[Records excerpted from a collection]
=======

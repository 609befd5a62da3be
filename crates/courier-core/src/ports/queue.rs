//! JobQueue port - 永続キュー（pgmq など）
//!
//! # 設計原則
//! - at-least-once 配送
//! - `send_batch` は全件成功か全件失敗（部分的な fan-out はしない）
//! - `pop` は破壊的読み出し（ack ステップなし）

use std::time::Duration;

use async_trait::async_trait;

use crate::domain::{JobMessage, MessageId, QueuedMessage};

#[derive(Debug, thiserror::Error)]
pub enum QueueError {
    #[error("queue unavailable: {0}")]
    Unavailable(String),
}

#[async_trait]
pub trait JobQueue: Send + Sync {
    /// Enqueue every message atomically, all hidden for `delay`.
    async fn send_batch(
        &self,
        messages: Vec<JobMessage>,
        delay: Duration,
    ) -> Result<Vec<MessageId>, QueueError>;

    /// Remove and return up to `limit` messages that are visible now.
    async fn pop(&self, limit: usize) -> Result<Vec<QueuedMessage>, QueueError>;

    /// Number of messages still in the queue, visible or delayed.
    async fn depth(&self) -> Result<usize, QueueError>;
}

=======

> _Exercise description_
Copy out all the entries shown above, character for character.

> _Output of the exercise_
repository 609befd5a62da3be
filename crates/courier-core/src/ports/queue.rs
//! JobQueue port - 永続キュー（pgmq など）
//!
//! # 設計原則
//! - at-least-once 配送
//! - `send_batch` は全件成功か全件失敗（部分的な fan-out はしない）
//! - `pop` は破壊的読み出し（ack ステップなし）

use std::time::Duration;

use async_trait::async_trait;

use crate::domain::{JobMessage, MessageId, QueuedMessage};

#[derive(Debug, thiserror::Error)]
pub enum QueueError {
    #[error("queue unavailable: {0}")]
    Unavailable(String),
}

#[async_trait]
pub trait JobQueue: Send + Sync {
    /// Enqueue every message atomically, all hidden for `delay`.
    async fn send_batch(
        &self,
        messages: Vec<JobMessage>,
        delay: Duration,
    ) -> Result<Vec<MessageId>, QueueError>;

    /// Remove and return up to `limit` messages that are visible now.
    async fn pop(&self, limit: usize) -> Result<Vec<QueuedMessage>, QueueError>;

    /// Number of messages still in the queue, visible or delayed.
    async fn depth(&self) -> Result<usize, QueueError>;
}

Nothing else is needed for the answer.